**WHAT YOU SHOULD DO**
The answer must be the full listing, repeated exactly.

**PROVIDED ENTRIES**
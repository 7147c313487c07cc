use chrono::Utc;

use super::DbPool;
use crate::models::{HelpFlags1, RoleType, SignedInUser};

/// User to insert
#[derive(Debug, Clone)]
pub struct NewUser {
    pub org_id: i64,
    pub org_name: String,
    pub org_role: RoleType,
    pub login: String,
    pub name: String,
    pub email: String,
    pub is_admin: bool,
}

type UserRow = (i64, i64, String, String, String, String, String, i64, i64, i64);

fn user_from_row(row: UserRow) -> SignedInUser {
    let (user_id, org_id, org_name, org_role, login, name, email, is_admin, help_flags1, last_seen_at) =
        row;

    let org_role = org_role.parse::<RoleType>().unwrap_or_else(|e| {
        tracing::warn!(user_id, "Unknown org role stored for user: {}", e);
        RoleType::Viewer
    });

    SignedInUser {
        user_id,
        org_id,
        org_name,
        org_role,
        login,
        name,
        email,
        is_server_admin: is_admin != 0,
        is_anonymous: false,
        help_flags1: HelpFlags1(help_flags1 as u64),
        last_seen_at,
    }
}

pub async fn create_user(pool: &DbPool, user: &NewUser) -> Result<i64, sqlx::Error> {
    let now = Utc::now().timestamp();

    let result = sqlx::query(
        r#"
        INSERT INTO users (org_id, org_name, org_role, login, name, email, is_admin, created_at)
        VALUES (?, ?, ?, ?, ?, ?, ?, ?)
        "#,
    )
    .bind(user.org_id)
    .bind(&user.org_name)
    .bind(user.org_role.to_string())
    .bind(&user.login)
    .bind(&user.name)
    .bind(&user.email)
    .bind(user.is_admin as i64)
    .bind(now)
    .execute(pool)
    .await?;

    Ok(result.last_insert_rowid())
}

/// Load the identity of a user for the current request
pub async fn find_signed_in_user(
    pool: &DbPool,
    user_id: i64,
) -> Result<Option<SignedInUser>, sqlx::Error> {
    let row: Option<UserRow> = sqlx::query_as(
        r#"
        SELECT id, org_id, org_name, org_role, login, name, email, is_admin, help_flags1, last_seen_at
        FROM users WHERE id = ?
        "#,
    )
    .bind(user_id)
    .fetch_optional(pool)
    .await?;

    Ok(row.map(user_from_row))
}

pub async fn set_help_flags(
    pool: &DbPool,
    user_id: i64,
    flags: HelpFlags1,
) -> Result<bool, sqlx::Error> {
    let result = sqlx::query("UPDATE users SET help_flags1 = ? WHERE id = ?")
        .bind(flags.bits() as i64)
        .bind(user_id)
        .execute(pool)
        .await?;

    Ok(result.rows_affected() > 0)
}

pub async fn update_last_seen(pool: &DbPool, user_id: i64, now: i64) -> Result<(), sqlx::Error> {
    sqlx::query("UPDATE users SET last_seen_at = ? WHERE id = ?")
        .bind(now)
        .bind(user_id)
        .execute(pool)
        .await?;

    Ok(())
}
pub mod user_auth_tokens;
pub mod users;

use sqlx::sqlite::{SqlitePool, SqlitePoolOptions};
use std::time::Duration;

pub type DbPool = SqlitePool;

/// Initialize the SQLite database
pub async fn init_db(database_url: &str) -> Result<DbPool, sqlx::Error> {
    // An in-memory database lives as long as its single connection
    let pool = if database_url.contains(":memory:") {
        SqlitePoolOptions::new()
            .max_connections(1)
            .idle_timeout(None)
            .max_lifetime(None)
            .connect(database_url)
            .await?
    } else {
        SqlitePoolOptions::new()
            .max_connections(20)
            .idle_timeout(Duration::from_secs(60))
            .acquire_timeout(Duration::from_secs(5))
            .connect(database_url)
            .await?
    };

    run_migrations(&pool).await?;

    Ok(pool)
}

/// Create tables and indexes
pub async fn run_migrations(pool: &DbPool) -> Result<(), sqlx::Error> {
    sqlx::query(
        r#"
        CREATE TABLE IF NOT EXISTS users (
            id INTEGER PRIMARY KEY AUTOINCREMENT,
            org_id INTEGER NOT NULL,
            org_name TEXT NOT NULL,
            org_role TEXT NOT NULL DEFAULT 'Viewer',
            login TEXT NOT NULL UNIQUE,
            name TEXT NOT NULL DEFAULT '',
            email TEXT NOT NULL DEFAULT '',
            is_admin INTEGER NOT NULL DEFAULT 0,
            help_flags1 INTEGER NOT NULL DEFAULT 0,
            last_seen_at INTEGER NOT NULL DEFAULT 0,
            created_at INTEGER NOT NULL
        )
        "#,
    )
    .execute(pool)
    .await?;

    sqlx::query(
        r#"
        CREATE TABLE IF NOT EXISTS user_auth_token (
            id INTEGER PRIMARY KEY AUTOINCREMENT,
            user_id INTEGER NOT NULL,
            auth_token TEXT NOT NULL UNIQUE,
            prev_auth_token TEXT NOT NULL DEFAULT '',
            user_agent TEXT NOT NULL DEFAULT '',
            client_ip TEXT NOT NULL DEFAULT '',
            auth_token_seen INTEGER NOT NULL DEFAULT 0,
            seen_at INTEGER NOT NULL DEFAULT 0,
            rotated_at INTEGER NOT NULL DEFAULT 0,
            created_at INTEGER NOT NULL,
            updated_at INTEGER NOT NULL,
            FOREIGN KEY (user_id) REFERENCES users(id)
        )
        "#,
    )
    .execute(pool)
    .await?;

    sqlx::query(
        r#"
        CREATE INDEX IF NOT EXISTS idx_user_auth_token_prev ON user_auth_token(prev_auth_token);
        "#,
    )
    .execute(pool)
    .await?;

    sqlx::query(
        r#"
        CREATE INDEX IF NOT EXISTS idx_user_auth_token_user ON user_auth_token(user_id);
        "#,
    )
    .execute(pool)
    .await?;

    Ok(())
}

/// Cheap liveness probe for the health endpoint
pub async fn ping(pool: &DbPool) -> bool {
    sqlx::query("SELECT 1").execute(pool).await.is_ok()
}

**RESPONSE AREA**
repository 7147c313487c07cc
use chrono::Utc;

use super::DbPool;
use crate::models::{HelpFlags1, RoleType, SignedInUser};

/// User to insert
#[derive(Debug, Clone)]
pub struct NewUser {
    pub org_id: i64,
    pub org_name: String,
    pub org_role: RoleType,
    pub login: String,
    pub name: String,
    pub email: String,
    pub is_admin: bool,
}

type UserRow = (i64, i64, String, String, String, String, String, i64, i64, i64);

fn user_from_row(row: UserRow) -> SignedInUser {
    let (user_id, org_id, org_name, org_role, login, name, email, is_admin, help_flags1, last_seen_at) =
        row;

    let org_role = org_role.parse::<RoleType>().unwrap_or_else(|e| {
        tracing::warn!(user_id, "Unknown org role stored for user: {}", e);
        RoleType::Viewer
    });

    SignedInUser {
        user_id,
        org_id,
        org_name,
        org_role,
        login,
        name,
        email,
        is_server_admin: is_admin != 0,
        is_anonymous: false,
        help_flags1: HelpFlags1(help_flags1 as u64),
        last_seen_at,
    }
}

pub async fn create_user(pool: &DbPool, user: &NewUser) -> Result<i64, sqlx::Error> {
    let now = Utc::now().timestamp();

    let result = sqlx::query(
        r#"
        INSERT INTO users (org_id, org_name, org_role, login, name, email, is_admin, created_at)
        VALUES (?, ?, ?, ?, ?, ?, ?, ?)
        "#,
    )
    .bind(user.org_id)
    .bind(&user.org_name)
    .bind(user.org_role.to_string())
    .bind(&user.login)
    .bind(&user.name)
    .bind(&user.email)
    .bind(user.is_admin as i64)
    .bind(now)
    .execute(pool)
    .await?;

    Ok(result.last_insert_rowid())
}

/// Load the identity of a user for the current request
pub async fn find_signed_in_user(
    pool: &DbPool,
    user_id: i64,
) -> Result<Option<SignedInUser>, sqlx::Error> {
    let row: Option<UserRow> = sqlx::query_as(
        r#"
        SELECT id, org_id, org_name, org_role, login, name, email, is_admin, help_flags1, last_seen_at
        FROM users WHERE id = ?
        "#,
    )
    .bind(user_id)
    .fetch_optional(pool)
    .await?;

    Ok(row.map(user_from_row))
}

pub async fn set_help_flags(
    pool: &DbPool,
    user_id: i64,
    flags: HelpFlags1,
) -> Result<bool, sqlx::Error> {
    let result = sqlx::query("UPDATE users SET help_flags1 = ? WHERE id = ?")
        .bind(flags.bits() as i64)
        .bind(user_id)
        .execute(pool)
        .await?;

    Ok(result.rows_affected() > 0)
}

pub async fn update_last_seen(pool: &DbPool, user_id: i64, now: i64) -> Result<(), sqlx::Error> {
    sqlx::query("UPDATE users SET last_seen_at = ? WHERE id = ?")
        .bind(now)
        .bind(user_id)
        .execute(pool)
        .await?;

    Ok(())
}
pub mod user_auth_tokens;
pub mod users;

use sqlx::sqlite::{SqlitePool, SqlitePoolOptions};
use std::time::Duration;

pub type DbPool = SqlitePool;

/// Initialize the SQLite database
pub async fn init_db(database_url: &str) -> Result<DbPool, sqlx::Error> {
    // An in-memory database lives as long as its single connection
    let pool = if database_url.contains(":memory:") {
        SqlitePoolOptions::new()
            .max_connections(1)
            .idle_timeout(None)
            .max_lifetime(None)
            .connect(database_url)
            .await?
    } else {
        SqlitePoolOptions::new()
            .max_connections(20)
            .idle_timeout(Duration::from_secs(60))
            .acquire_timeout(Duration::from_secs(5))
            .connect(database_url)
            .await?
    };

    run_migrations(&pool).await?;

    Ok(pool)
}

/// Create tables and indexes
pub async fn run_migrations(pool: &DbPool) -> Result<(), sqlx::Error> {
    sqlx::query(
        r#"
        CREATE TABLE IF NOT EXISTS users (
            id INTEGER PRIMARY KEY AUTOINCREMENT,
            org_id INTEGER NOT NULL,
            org_name TEXT NOT NULL,
            org_role TEXT NOT NULL DEFAULT 'Viewer',
            login TEXT NOT NULL UNIQUE,
            name TEXT NOT NULL DEFAULT '',
            email TEXT NOT NULL DEFAULT '',
            is_admin INTEGER NOT NULL DEFAULT 0,
            help_flags1 INTEGER NOT NULL DEFAULT 0,
            last_seen_at INTEGER NOT NULL DEFAULT 0,
            created_at INTEGER NOT NULL
        )
        "#,
    )
    .execute(pool)
    .await?;

    sqlx::query(
        r#"
        CREATE TABLE IF NOT EXISTS user_auth_token (
            id INTEGER PRIMARY KEY AUTOINCREMENT,
            user_id INTEGER NOT NULL,
            auth_token TEXT NOT NULL UNIQUE,
            prev_auth_token TEXT NOT NULL DEFAULT '',
            user_agent TEXT NOT NULL DEFAULT '',
            client_ip TEXT NOT NULL DEFAULT '',
            auth_token_seen INTEGER NOT NULL DEFAULT 0,
            seen_at INTEGER NOT NULL DEFAULT 0,
            rotated_at INTEGER NOT NULL DEFAULT 0,
            created_at INTEGER NOT NULL,
            updated_at INTEGER NOT NULL,
            FOREIGN KEY (user_id) REFERENCES users(id)
        )
        "#,
    )
    .execute(pool)
    .await?;

    sqlx::query(
        r#"
        CREATE INDEX IF NOT EXISTS idx_user_auth_token_prev ON user_auth_token(prev_auth_token);
        "#,
    )
    .execute(pool)
    .await?;

    sqlx::query(
        r#"
        CREATE INDEX IF NOT EXISTS idx_user_auth_token_user ON user_auth_token(user_id);
        "#,
    )
    .execute(pool)
    .await?;

    Ok(())
}

/// Cheap liveness probe for the health endpoint
pub async fn ping(pool: &DbPool) -> bool {
    sqlx::query("SELECT 1").execute(pool).await.is_ok()
}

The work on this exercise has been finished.